En l’état actuel des connaissances, les scientifiques ont établi “avec certitude” que l’image présente des caractéristiques similaires à celles d’un négatif photographique et que cette image est extrêmement superficielle, affectant les fibres du tissu avec une épaisseur de l’ordre du millième de millimètre ; l’image est celle du corps d’un être humain atrocement torturé, ayant enduré les supplices de la flagellation et de la crucifixion, dont les marques visibles montrent une incroyable perfection anatomique ; il y a sur le linceul de nombreuses taches de sang humain appartenant au groupe A, produites par des blessures d’origine traumatique ; il a été mis en évidence que ce n’est ni une peinture ni une œuvre réalisée à l’aide de techniques de reproduction connues ; le pollen trouvé sur le Suaire permet de considérer comme très probable qu’il a séjourné un certain temps en Palestine et en Anatolie avant le XIVe siècle ; l’image sur le drap possède des caractéristiques tridimensionnelles particulières ; il y a une étroite corrélation (confirmée par ordinateur) entre le visage de l’homme du Linceul et l’iconographie du visage de Jésus au premier millénaire ; il n’y a pas d’image sur l’envers du linge mises à part quelques taches de « sang », nettement visibles, qui ont traversé ».
Restent encore des éléments d’incertitude.
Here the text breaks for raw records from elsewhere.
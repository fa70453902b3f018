//! Qdrant vector store adapter
//!
//! Drives the store over its HTTP API. The collection is created lazily on
//! first use with a fixed schema: 512-dim cosine vectors, HNSW m=16 /
//! ef_construct=200, INT8 scalar quantization (quantile 0.99, always in
//! RAM), keyword payload indexes on `track_id` and `genre`. Creation is
//! idempotent: losing a concurrent create race is treated as success.
//!
//! Points are keyed by fresh UUIDs; `track_id` in the payload is the
//! stable back-reference for deletes and result mapping.

use serde::{Deserialize, Serialize};
use serde_json::json;
use thiserror::Error;
use tracing::{debug, info, warn};
use uuid::Uuid;

use crate::config::ServiceConfig;
use crate::services::embedding::AudioChunk;

/// Upsert batch size, keeping individual requests bounded
const UPSERT_BATCH_SIZE: usize = 100;

/// HNSW search width at query time
const QUERY_HNSW_EF: u64 = 128;

/// Vector store errors
#[derive(Debug, Error)]
pub enum QdrantError {
    /// Transport-level failure
    #[error("Qdrant network error: {0}")]
    Network(String),

    /// Store answered with an error status
    #[error("Qdrant API error ({status}): {body}")]
    Api { status: u16, body: String },

    /// Response body did not parse
    #[error("Failed to parse Qdrant response: {0}")]
    Parse(String),
}

impl From<reqwest::Error> for QdrantError {
    fn from(e: reqwest::Error) -> Self {
        QdrantError::Network(e.to_string())
    }
}

/// Static payload fields attached to every point of a track
#[derive(Debug, Clone, Default)]
pub struct PointMetadata {
    pub artist: String,
    pub title: String,
    pub genre: String,
}

/// A scored point from a similarity query
#[derive(Debug, Clone, Deserialize)]
pub struct ScoredPoint {
    /// Point id (UUID string or integer, depending on store config)
    pub id: serde_json::Value,
    /// Cosine similarity score
    pub score: f64,
    /// Point payload
    #[serde(default)]
    pub payload: Option<serde_json::Value>,
}

#[derive(Debug, Deserialize)]
struct QueryResponse {
    result: QueryResult,
}

#[derive(Debug, Deserialize)]
struct QueryResult {
    #[serde(default)]
    points: Vec<ScoredPoint>,
}

#[derive(Debug, Serialize)]
struct UpsertPoint {
    id: String,
    vector: Vec<f32>,
    payload: serde_json::Value,
}

/// Qdrant HTTP client
#[derive(Debug, Clone)]
pub struct QdrantClient {
    http: reqwest::Client,
    base_url: String,
    api_key: Option<String>,
    collection: String,
    dim: usize,
}

impl QdrantClient {
    /// Build a client from service configuration.
    pub fn from_config(config: &ServiceConfig) -> Self {
        Self {
            http: reqwest::Client::new(),
            base_url: config.qdrant_url.trim_end_matches('/').to_string(),
            api_key: config.qdrant_api_key.clone(),
            collection: config.qdrant_collection.clone(),
            dim: config.embedding_dim,
        }
    }

    fn request(&self, method: reqwest::Method, path: &str) -> reqwest::RequestBuilder {
        let mut builder = self
            .http
            .request(method, format!("{}{}", self.base_url, path));
        if let Some(key) = &self.api_key {
            builder = builder.header("api-key", key);
        }
        builder
    }

    /// Verify the store is reachable.
    pub async fn health_check(&self) -> Result<(), QdrantError> {
        let response = self.request(reqwest::Method::GET, "/collections").send().await?;
        if !response.status().is_success() {
            return Err(QdrantError::Api {
                status: response.status().as_u16(),
                body: response.text().await.unwrap_or_default(),
            });
        }
        Ok(())
    }

    /// Create the collection and its payload indexes if absent.
    pub async fn ensure_collection(&self) -> Result<(), QdrantError> {
        if self.collection_exists().await? {
            return Ok(());
        }

        let schema = json!({
            "vectors": { "size": self.dim, "distance": "Cosine" },
            "hnsw_config": { "m": 16, "ef_construct": 200 },
            "quantization_config": {
                "scalar": { "type": "int8", "quantile": 0.99, "always_ram": true }
            }
        });

        let response = self
            .request(
                reqwest::Method::PUT,
                &format!("/collections/{}", self.collection),
            )
            .json(&schema)
            .send()
            .await?;

        if !response.status().is_success() {
            // A concurrent first-upsert may have won the create race; an
            // existing collection is the outcome we wanted.
            if self.collection_exists().await? {
                debug!(collection = %self.collection, "Collection created concurrently");
            } else {
                return Err(QdrantError::Api {
                    status: response.status().as_u16(),
                    body: response.text().await.unwrap_or_default(),
                });
            }
        } else {
            info!(collection = %self.collection, dim = self.dim, "Created vector collection");
        }

        for field in ["track_id", "genre"] {
            let response = self
                .request(
                    reqwest::Method::PUT,
                    &format!("/collections/{}/index", self.collection),
                )
                .json(&json!({ "field_name": field, "field_schema": "keyword" }))
                .send()
                .await?;
            if !response.status().is_success() {
                warn!(
                    field,
                    status = response.status().as_u16(),
                    "Payload index creation failed (may already exist)"
                );
            }
        }

        Ok(())
    }

    async fn collection_exists(&self) -> Result<bool, QdrantError> {
        let response = self
            .request(
                reqwest::Method::GET,
                &format!("/collections/{}", self.collection),
            )
            .send()
            .await?;
        Ok(response.status().is_success())
    }

    /// Upsert all chunk embeddings for a track. Returns the point count.
    pub async fn upsert_chunks(
        &self,
        track_id: Uuid,
        chunks: &[AudioChunk],
        metadata: &PointMetadata,
    ) -> Result<usize, QdrantError> {
        if chunks.is_empty() {
            return Ok(0);
        }

        self.ensure_collection().await?;

        let points: Vec<UpsertPoint> = chunks
            .iter()
            .map(|chunk| UpsertPoint {
                id: Uuid::new_v4().to_string(),
                vector: chunk.embedding.clone(),
                payload: json!({
                    "track_id": track_id.to_string(),
                    "offset_sec": chunk.offset_sec,
                    "chunk_index": chunk.chunk_index,
                    "duration_sec": chunk.duration_sec,
                    "artist": metadata.artist,
                    "title": metadata.title,
                    "genre": metadata.genre,
                }),
            })
            .collect();

        for batch in points.chunks(UPSERT_BATCH_SIZE) {
            let response = self
                .request(
                    reqwest::Method::PUT,
                    &format!("/collections/{}/points?wait=true", self.collection),
                )
                .json(&json!({ "points": batch }))
                .send()
                .await?;

            if !response.status().is_success() {
                return Err(QdrantError::Api {
                    status: response.status().as_u16(),
                    body: response.text().await.unwrap_or_default(),
                });
            }
        }

        info!(track_id = %track_id, points = points.len(), "Upserted chunk embeddings");
        Ok(points.len())
    }

    /// Delete every point whose payload `track_id` matches.
    pub async fn delete_track(&self, track_id: Uuid) -> Result<(), QdrantError> {
        let body = json!({
            "filter": {
                "must": [
                    { "key": "track_id", "match": { "value": track_id.to_string() } }
                ]
            }
        });

        let response = self
            .request(
                reqwest::Method::POST,
                &format!("/collections/{}/points/delete?wait=true", self.collection),
            )
            .json(&body)
            .send()
            .await?;

        if !response.status().is_success() {
            return Err(QdrantError::Api {
                status: response.status().as_u16(),
                body: response.text().await.unwrap_or_default(),
            });
        }

        info!(track_id = %track_id, "Deleted track embeddings");
        Ok(())
    }

    /// Nearest-neighbour query with payloads.
    pub async fn query(
        &self,
        vector: &[f32],
        limit: usize,
    ) -> Result<Vec<ScoredPoint>, QdrantError> {
        let body = json!({
            "query": vector,
            "limit": limit,
            "with_payload": true,
            "params": { "hnsw_ef": QUERY_HNSW_EF }
        });

        let response = self
            .request(
                reqwest::Method::POST,
                &format!("/collections/{}/points/query", self.collection),
            )
            .json(&body)
            .send()
            .await?;

        if !response.status().is_success() {
            return Err(QdrantError::Api {
                status: response.status().as_u16(),
                body: response.text().await.unwrap_or_default(),
            });
        }

        let parsed: QueryResponse = response
            .json()
            .await
            .map_err(|e| QdrantError::Parse(e.to_string()))?;

        Ok(parsed.result.points)
    }
}

#[cfg(test)]
mod tests {
    use super::*;

    #[test]
    fn query_response_parses_points() {
        let body = r#"{
            "result": {
                "points": [
                    {
                        "id": "3f2c8a62-0000-0000-0000-000000000001",
                        "score": 0.91,
                        "payload": {
                            "track_id": "9b2e41f2-8c1d-4b7a-9d30-111111111111",
                            "offset_sec": 5.0,
                            "chunk_index": 1
                        }
                    }
                ]
            },
            "status": "ok",
            "time": 0.002
        }"#;
        let parsed: QueryResponse = serde_json::from_str(body).unwrap();
        assert_eq!(parsed.result.points.len(), 1);
        assert_eq!(parsed.result.points[0].score, 0.91);
    }

    #[test]
    fn missing_points_defaults_to_empty() {
        let parsed: QueryResponse = serde_json::from_str(r#"{"result": {}}"#).unwrap();
        assert!(parsed.result.points.is_empty());
    }

    #[tokio::test]
    async fn empty_chunk_list_upserts_nothing() {
        let client = QdrantClient::from_config(&ServiceConfig::default());
        let count = client
            .upsert_chunks(Uuid::new_v4(), &[], &PointMetadata::default())
            .await
            .unwrap();
        assert_eq!(count, 0);
    }

    #[tokio::test]
    async fn unreachable_store_surfaces_network_error() {
        // Discard port: connection is refused immediately
        let config = ServiceConfig {
            qdrant_url: "http://127.0.0.1:9".to_string(),
            ..ServiceConfig::default()
        };
        let client = QdrantClient::from_config(&config);

        assert!(matches!(
            client.delete_track(Uuid::new_v4()).await,
            Err(QdrantError::Network(_))
        ));
        assert!(matches!(
            client.health_check().await,
            Err(QdrantError::Network(_))
        ));
    }
}
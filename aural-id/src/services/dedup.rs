//! Two-phase duplicate detection
//!
//! Phase 1: exact byte-level duplicate via SHA-256 lookup, before any
//! decode or index work. Phase 2: content-level near-duplicate via
//! chromaprint similarity over candidates within ±10% of the query
//! duration.

use sqlx::SqlitePool;
use tracing::{debug, info};
use uuid::Uuid;

use aural_common::Result;

/// Default minimum similarity for a content duplicate
pub const CONTENT_DUP_THRESHOLD: f64 = 0.85;

/// Phase 1: look up an existing track by file hash.
pub async fn check_file_duplicate(pool: &SqlitePool, file_hash: &str) -> Result<Option<Uuid>> {
    crate::db::tracks::find_id_by_hash(pool, file_hash).await
}

/// Phase 2: find a content duplicate by chromaprint similarity.
///
/// Scans all indexed tracks whose fingerprint duration lies within ±10% of
/// `duration` and returns the best candidate at or above `threshold`.
pub async fn check_content_duplicate(
    pool: &SqlitePool,
    fingerprint: &str,
    duration: f64,
    threshold: f64,
) -> Result<Option<Uuid>> {
    let candidates =
        crate::db::tracks::chromaprint_candidates(pool, duration * 0.9, duration * 1.1).await?;

    debug!(
        candidates = candidates.len(),
        duration, "Scanning content-dedup candidates"
    );

    let mut best_id: Option<Uuid> = None;
    let mut best_similarity = 0.0f64;

    for (track_id, track_fp) in &candidates {
        let similarity = fingerprint_similarity(fingerprint, track_fp);
        if similarity > best_similarity {
            best_similarity = similarity;
            best_id = Some(*track_id);
        }
    }

    if best_similarity >= threshold {
        if let Some(id) = best_id {
            info!(track_id = %id, similarity = best_similarity, "Content duplicate found");
            return Ok(Some(id));
        }
    }

    Ok(None)
}

/// Similarity between two raw chromaprint fingerprints in [0, 1].
///
/// Fingerprints are comma-separated 32-bit integers compared over the
/// overlapping prefix by bitwise Hamming distance, with a length penalty
/// of `min_len / max_len` so differing-length prints cannot reach 1.0.
/// Empty or unparseable input scores 0.0.
pub fn fingerprint_similarity(fp1: &str, fp2: &str) -> f64 {
    let (Some(a), Some(b)) = (parse_fingerprint(fp1), parse_fingerprint(fp2)) else {
        return 0.0;
    };

    if a.is_empty() || b.is_empty() {
        return 0.0;
    }

    let min_len = a.len().min(b.len());
    let max_len = a.len().max(b.len());
    let total_bits = (min_len * 32) as f64;

    let matching_bits: u64 = a
        .iter()
        .zip(b.iter())
        .map(|(x, y)| 32 - (x ^ y).count_ones() as u64)
        .sum();

    let length_penalty = min_len as f64 / max_len as f64;

    (matching_bits as f64 / total_bits) * length_penalty
}

/// Parse a raw fingerprint into 32-bit words.
///
/// Accepts signed decimals (fpcalc variants emit both); values wrap into
/// u32. Any unparseable element invalidates the whole fingerprint.
fn parse_fingerprint(fp: &str) -> Option<Vec<u32>> {
    if fp.trim().is_empty() {
        return Some(Vec::new());
    }
    fp.split(',')
        .map(|part| part.trim().parse::<i64>().ok().map(|v| v as u32))
        .collect()
}
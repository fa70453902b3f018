//! Ingestion pipeline
//!
//! Processes one audio file end to end: hash dedup, tag extraction,
//! dual-rate decode with duration gating, canonical storage, content
//! dedup, parallel indexing into the fingerprint and vector stores, and
//! finally the Track row, the transactional "ingestion succeeded"
//! marker. Either side-index may fail without aborting the other; the
//! row records which ones actually landed.
//!
//! The fingerprint store tolerates one writer process. Callers serialize
//! ingestions: the HTTP endpoint through the AppState mutex, the CLI by
//! processing files sequentially.

use chrono::Utc;
use sha2::{Digest, Sha256};
use sqlx::SqlitePool;
use std::path::{Path, PathBuf};
use tracing::{error, info, warn};
use uuid::Uuid;
use walkdir::WalkDir;

use crate::audio::{chunker, decode, pcm};
use crate::config::ServiceConfig;
use crate::services::qdrant::PointMetadata;
use crate::services::{chromaprint, dedup, metadata, storage};
use crate::services::{Embedder, OlafClient, QdrantClient};
use crate::models::Track;

/// Minimum ingestable duration in seconds
pub const MIN_INGESTION_DURATION: f64 = 3.0;

/// Maximum ingestable duration in seconds (30 minutes)
pub const MAX_INGESTION_DURATION: f64 = 1800.0;

/// File extensions considered audio during directory scans
pub const AUDIO_EXTENSIONS: [&str; 7] = ["mp3", "wav", "webm", "ogg", "mp4", "m4a", "flac"];

/// Terminal status of one file's ingestion
#[derive(Debug, Clone, Copy, PartialEq, Eq)]
pub enum PipelineStatus {
    Ingested,
    Duplicate,
    Skipped,
    Error,
}

/// Result of ingesting a single file
#[derive(Debug, Clone)]
pub struct IngestOutcome {
    pub file_path: PathBuf,
    pub status: PipelineStatus,
    /// New id on success; existing id on duplicate
    pub track_id: Option<Uuid>,
    /// Skip or error reason
    pub detail: Option<String>,
    pub duration_seconds: Option<f64>,
    pub title: Option<String>,
    pub artist: Option<String>,
}

impl IngestOutcome {
    fn new(file_path: &Path) -> Self {
        Self {
            file_path: file_path.to_path_buf(),
            status: PipelineStatus::Error,
            track_id: None,
            detail: None,
            duration_seconds: None,
            title: None,
            artist: None,
        }
    }

    fn error(mut self, detail: impl Into<String>) -> Self {
        self.status = PipelineStatus::Error;
        self.detail = Some(detail.into());
        self
    }

    fn skipped(mut self, detail: impl Into<String>) -> Self {
        self.status = PipelineStatus::Skipped;
        self.detail = Some(detail.into());
        self
    }
}

/// Summary of a batch ingestion run
#[derive(Debug, Default)]
pub struct IngestReport {
    pub total_files: usize,
    pub ingested: usize,
    pub duplicates: usize,
    pub skipped: usize,
    pub errors: usize,
    pub outcomes: Vec<IngestOutcome>,
}

/// The ingestion pipeline with its store clients
#[derive(Clone)]
pub struct IngestPipeline {
    db: SqlitePool,
    config: std::sync::Arc<ServiceConfig>,
    olaf: OlafClient,
    qdrant: QdrantClient,
    embedder: Option<Embedder>,
}

impl IngestPipeline {
    pub fn new(
        db: SqlitePool,
        config: std::sync::Arc<ServiceConfig>,
        olaf: OlafClient,
        qdrant: QdrantClient,
        embedder: Option<Embedder>,
    ) -> Self {
        Self {
            db,
            config,
            olaf,
            qdrant,
            embedder,
        }
    }

    /// Ingest a single audio file. Failures are folded into the outcome;
    /// this function does not error.
    pub async fn ingest_file(&self, file_path: &Path) -> IngestOutcome {
        let mut outcome = IngestOutcome::new(file_path);

        // Step 1: hash and fast-path dedup, before any decode or index work
        let file_bytes = match std::fs::read(file_path) {
            Ok(bytes) => bytes,
            Err(e) => return outcome.error(format!("Read failed: {}", e)),
        };
        let file_hash = format!("{:x}", Sha256::digest(&file_bytes));

        match dedup::check_file_duplicate(&self.db, &file_hash).await {
            Ok(Some(existing_id)) => {
                let tags = metadata::extract_tags(file_path);
                outcome.status = PipelineStatus::Duplicate;
                outcome.track_id = Some(existing_id);
                outcome.title = tags.title.or_else(|| file_stem(file_path));
                outcome.artist = tags.artist;
                info!(file = %file_path.display(), hash = %&file_hash[..8], "Skipping duplicate file");
                return outcome;
            }
            Ok(None) => {}
            Err(e) => return outcome.error(format!("Dedup lookup failed: {}", e)),
        }

        // Step 2: tag metadata; missing fields stay null
        let tags = metadata::extract_tags(file_path);
        outcome.title = tags.title.clone().or_else(|| file_stem(file_path));
        outcome.artist = tags.artist.clone();

        // Step 3: dual-rate decode and duration gate
        let (pcm_16k, pcm_48k) = match decode::decode_dual_rate(&file_bytes).await {
            Ok(streams) => streams,
            Err(e) => return outcome.error(format!("Decode error: {}", e)),
        };

        let duration = pcm::duration_seconds(pcm_16k.len(), 16_000, pcm::BYTES_PER_F32);
        outcome.duration_seconds = Some(duration);

        if duration < MIN_INGESTION_DURATION {
            warn!(file = %file_path.display(), duration, "Skipping too-short file");
            return outcome.skipped(format!(
                "Too short: {:.1}s (min: {}s)",
                duration, MIN_INGESTION_DURATION
            ));
        }
        if duration > MAX_INGESTION_DURATION {
            warn!(file = %file_path.display(), duration, "Skipping too-long file");
            return outcome.skipped(format!(
                "Too long: {:.1}s (max: {}s)",
                duration, MAX_INGESTION_DURATION
            ));
        }

        // Step 4: canonical storage, only after validation passed
        let extension = file_path
            .extension()
            .map(|e| e.to_string_lossy().to_lowercase())
            .unwrap_or_else(|| "bin".to_string());
        let storage_path = storage::raw_audio_path(&self.config.storage_root, &file_hash, &extension);
        if let Err(e) = storage::ensure_storage_dirs(&self.config.storage_root, &file_hash)
            .and_then(|_| std::fs::write(&storage_path, &file_bytes))
        {
            return outcome.error(format!("Storage write failed: {}", e));
        }

        // Step 5: content dedup, before the expensive indexing
        let pcm_s16le = pcm::f32le_to_s16le(&pcm_16k);
        let fingerprint =
            chromaprint::generate_chromaprint(&self.config.fpcalc_bin, &pcm_s16le, duration).await;

        if let Some(fp) = &fingerprint {
            match dedup::check_content_duplicate(&self.db, fp, duration, dedup::CONTENT_DUP_THRESHOLD)
                .await
            {
                Ok(Some(existing_id)) => {
                    // No fingerprint-store or vector-store writes happened
                    // yet, so the copied file is the only thing to undo.
                    let _ = std::fs::remove_file(&storage_path);
                    outcome.status = PipelineStatus::Duplicate;
                    outcome.track_id = Some(existing_id);
                    return outcome;
                }
                Ok(None) => {}
                Err(e) => {
                    let _ = std::fs::remove_file(&storage_path);
                    return outcome.error(format!("Content dedup failed: {}", e));
                }
            }
        }

        // Step 6: parallel indexing; either side may fail independently
        let track_id = Uuid::new_v4();

        let olaf_task = async {
            match self.olaf.store(&pcm_16k, track_id).await {
                Ok(success) => success,
                Err(e) => {
                    error!(track_id = %track_id, error = %e, "Fingerprint indexing failed");
                    false
                }
            }
        };

        let embedding_task = async {
            let Some(embedder) = &self.embedder else {
                return 0usize;
            };
            let chunks = chunker::chunk_pcm(&pcm_48k);
            if chunks.is_empty() {
                return 0;
            }
            let embedded = match embedder.embed_chunks(chunks).await {
                Ok(embedded) => embedded,
                Err(e) => {
                    error!(track_id = %track_id, error = %e, "Embedding failed");
                    return 0;
                }
            };
            let point_meta = PointMetadata {
                artist: tags.artist.clone().unwrap_or_default(),
                title: tags.title.clone().unwrap_or_default(),
                genre: tags.genre.clone().unwrap_or_default(),
            };
            match self.qdrant.upsert_chunks(track_id, &embedded, &point_meta).await {
                Ok(count) => count,
                Err(e) => {
                    error!(track_id = %track_id, error = %e, "Vector upsert failed");
                    0
                }
            }
        };

        let (olaf_indexed, embedding_count) = tokio::join!(olaf_task, embedding_task);

        // Step 7: persist the Track row
        let now = Utc::now();
        let track = Track {
            id: track_id,
            title: outcome
                .title
                .clone()
                .unwrap_or_else(|| "Unknown".to_string()),
            artist: tags.artist.clone(),
            album: tags.album.clone(),
            duration_seconds: duration,
            sample_rate: tags.sample_rate.map(i64::from),
            channels: tags.channels.map(i64::from),
            bitrate: tags.bitrate.map(i64::from),
            format: tags.format.clone().or(Some(extension)),
            file_hash_sha256: file_hash,
            file_size_bytes: file_bytes.len() as i64,
            file_path: storage_path.to_string_lossy().to_string(),
            chromaprint_duration: fingerprint.as_ref().map(|_| duration),
            chromaprint_fingerprint: fingerprint,
            olaf_indexed,
            embedding_model: (embedding_count > 0)
                .then(|| self.config.embedding_model.clone()),
            embedding_dim: (embedding_count > 0).then_some(self.config.embedding_dim as i64),
            ingested_at: now,
            updated_at: now,
        };

        if let Err(e) = crate::db::tracks::insert_track(&self.db, &track).await {
            // The canonical file and any upserted points are orphaned;
            // reconcilable by an offline sweep.
            return outcome.error(format!("Track insert failed: {}", e));
        }

        info!(
            file = %file_path.display(),
            track_id = %track_id,
            olaf_indexed,
            embeddings = embedding_count,
            "Ingested track"
        );

        outcome.status = PipelineStatus::Ingested;
        outcome.track_id = Some(track_id);
        outcome
    }

    /// Ingest every audio file under a directory, sequentially.
    ///
    /// Files are visited in sorted order and never in parallel: the
    /// fingerprint store allows a single writer.
    pub async fn ingest_directory(&self, directory: &Path) -> IngestReport {
        let mut audio_files: Vec<PathBuf> = WalkDir::new(directory)
            .into_iter()
            .filter_map(|entry| entry.ok())
            .filter(|entry| entry.file_type().is_file())
            .map(|entry| entry.into_path())
            .filter(|path| {
                path.extension()
                    .map(|e| {
                        let ext = e.to_string_lossy().to_lowercase();
                        AUDIO_EXTENSIONS.contains(&ext.as_str())
                    })
                    .unwrap_or(false)
            })
            .collect();
        audio_files.sort();

        let mut report = IngestReport {
            total_files: audio_files.len(),
            ..Default::default()
        };

        if audio_files.is_empty() {
            warn!(directory = %directory.display(), "No audio files found");
            return report;
        }

        info!(
            count = audio_files.len(),
            directory = %directory.display(),
            "Starting batch ingestion"
        );

        for (i, file_path) in audio_files.iter().enumerate() {
            info!(
                progress = %format!("{}/{}", i + 1, report.total_files),
                file = %file_path.display(),
                "Ingesting"
            );

            let outcome = self.ingest_file(file_path).await;
            match outcome.status {
                PipelineStatus::Ingested => report.ingested += 1,
                PipelineStatus::Duplicate => report.duplicates += 1,
                PipelineStatus::Skipped => report.skipped += 1,
                PipelineStatus::Error => report.errors += 1,
            }
            report.outcomes.push(outcome);
        }

        info!(
            ingested = report.ingested,
            duplicates = report.duplicates,
            skipped = report.skipped,
            errors = report.errors,
            total = report.total_files,
            "Batch ingestion complete"
        );

        report
    }
}

fn file_stem(path: &Path) -> Option<String> {
    path.file_stem().map(|s| s.to_string_lossy().to_string())
}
Barberis explique lesquelles : « l’âge du lin : les études théoriques et médiévales postérieures à la datation médiévale (entre 1260 et 1390), qui ont été faites à partir des examens effectués, en 1988, avec la méthode du Carbone 14, permettent de considérer l’existence d’altérations très probables de type divers (du tissu, environnementales, biologiques, chimiques, etc. ), lesquelles dans leur ensemble, peuvent avoir considérablement modifié le résultat de la datation, ‘rajeunissant’ la toile ; en outre, des critiques ont été soulevées quant à l’exactitude de l’analyse statistique des données et à la représentativité des échantillons prélevés ».
« Enfin les scientifiques n’ont toujours pas compris comment l’image du corps a pu se former sur le linceul : aucune des théories proposées à ce jour n’apporte de réponses convaincantes, soit parce qu’elles n’ont pas été confirmées par des tests expérimentaux sérieux, ou que ces vérifications ont mis en évidence sur les images obtenues des caractéristiques physico-chimiques très différentes de celles présentées par l’image du suaire, ou au mieux partiellement similaires ; le processus qui a causé la formation de l’image du suaire reste toujours inexpliqué. Pour parvenir à l’identification, il faudra d’autres études, à la fois théoriques et expérimentales ».